Work instructions
Return only what lies between the first line of the entries and the line containing "tracing_subscriber::fmt()", both lines included.

Dataset extract
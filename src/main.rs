mod cli;

use std::fs;

use anyhow::Result;
use clap::Parser;
use serde::Serialize;
use sqlx::PgPool;
use tracing_subscriber::EnvFilter;

use backplane::{connect, introspect};

use crate::cli::Cli;

#[tokio::main]
async fn main() -> Result<()> {
    tracing_subscriber::fmt()
        .with_env_filter(EnvFilter::from_default_env())
        .init();

    let cli = Cli::parse();
    let url = connect::parse_database_url(&cli.url)?;

    tracing::debug!("Connecting to database...");
    let pool = connect::connect(&url).await?;

    // The pool is scoped to this invocation; close it on every exit path.
    let result = run(&cli, &pool).await;
    pool.close().await;
    let output = result?;

    match cli.outfile {
        Some(ref path) => {
            fs::write(path, &output)?;
            tracing::info!("Output written to {path}");
        }
        None => {
            println!("{output}");
        }
    }

    Ok(())
}

async fn run(cli: &Cli, pool: &PgPool) -> Result<String> {
    if let Some((schema, table)) = cli.indexes_target()? {
        let indexes = introspect::pg::query_indexes(pool, &schema, &table).await?;
        tracing::debug!("Found {} indexes on {schema}.{table}", indexes.len());
        return to_json(&indexes, cli.pretty);
    }

    let graph = introspect::pg::introspect(pool, &cli.schema_list()).await?;
    graph.validate()?;
    tracing::debug!("Found {} tables/views", graph.nodes.len());
    to_json(&graph, cli.pretty)
}

fn to_json<T: Serialize>(value: &T, pretty: bool) -> Result<String> {
    let json = if pretty {
        serde_json::to_string_pretty(value)?
    } else {
        serde_json::to_string(value)?
    };
    Ok(json)
}
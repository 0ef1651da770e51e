pub mod pg;
use sqlx::PgPool;

use crate::classify::classify_sqlx;
use crate::error::BackplaneError;

/// List user-visible schema names, alphabetically.
pub async fn query_schemas(pool: &PgPool) -> Result<Vec<String>, BackplaneError> {
    sqlx::query_scalar::<_, String>(
        r#"
        SELECT schema_name
        FROM information_schema.schemata
        WHERE schema_name NOT IN ('pg_catalog', 'information_schema')
        ORDER BY schema_name
        "#,
    )
    .fetch_all(pool)
    .await
    .map_err(|e| classify_sqlx(&e))
}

Output for this exercise
filename src/main.rs
mod cli;

use std::fs;

use anyhow::Result;
use clap::Parser;
use serde::Serialize;
use sqlx::PgPool;
use tracing_subscriber::EnvFilter;

use backplane::{connect, introspect};

use crate::cli::Cli;

#[tokio::main]
async fn main() -> Result<()> {
    tracing_subscriber::fmt()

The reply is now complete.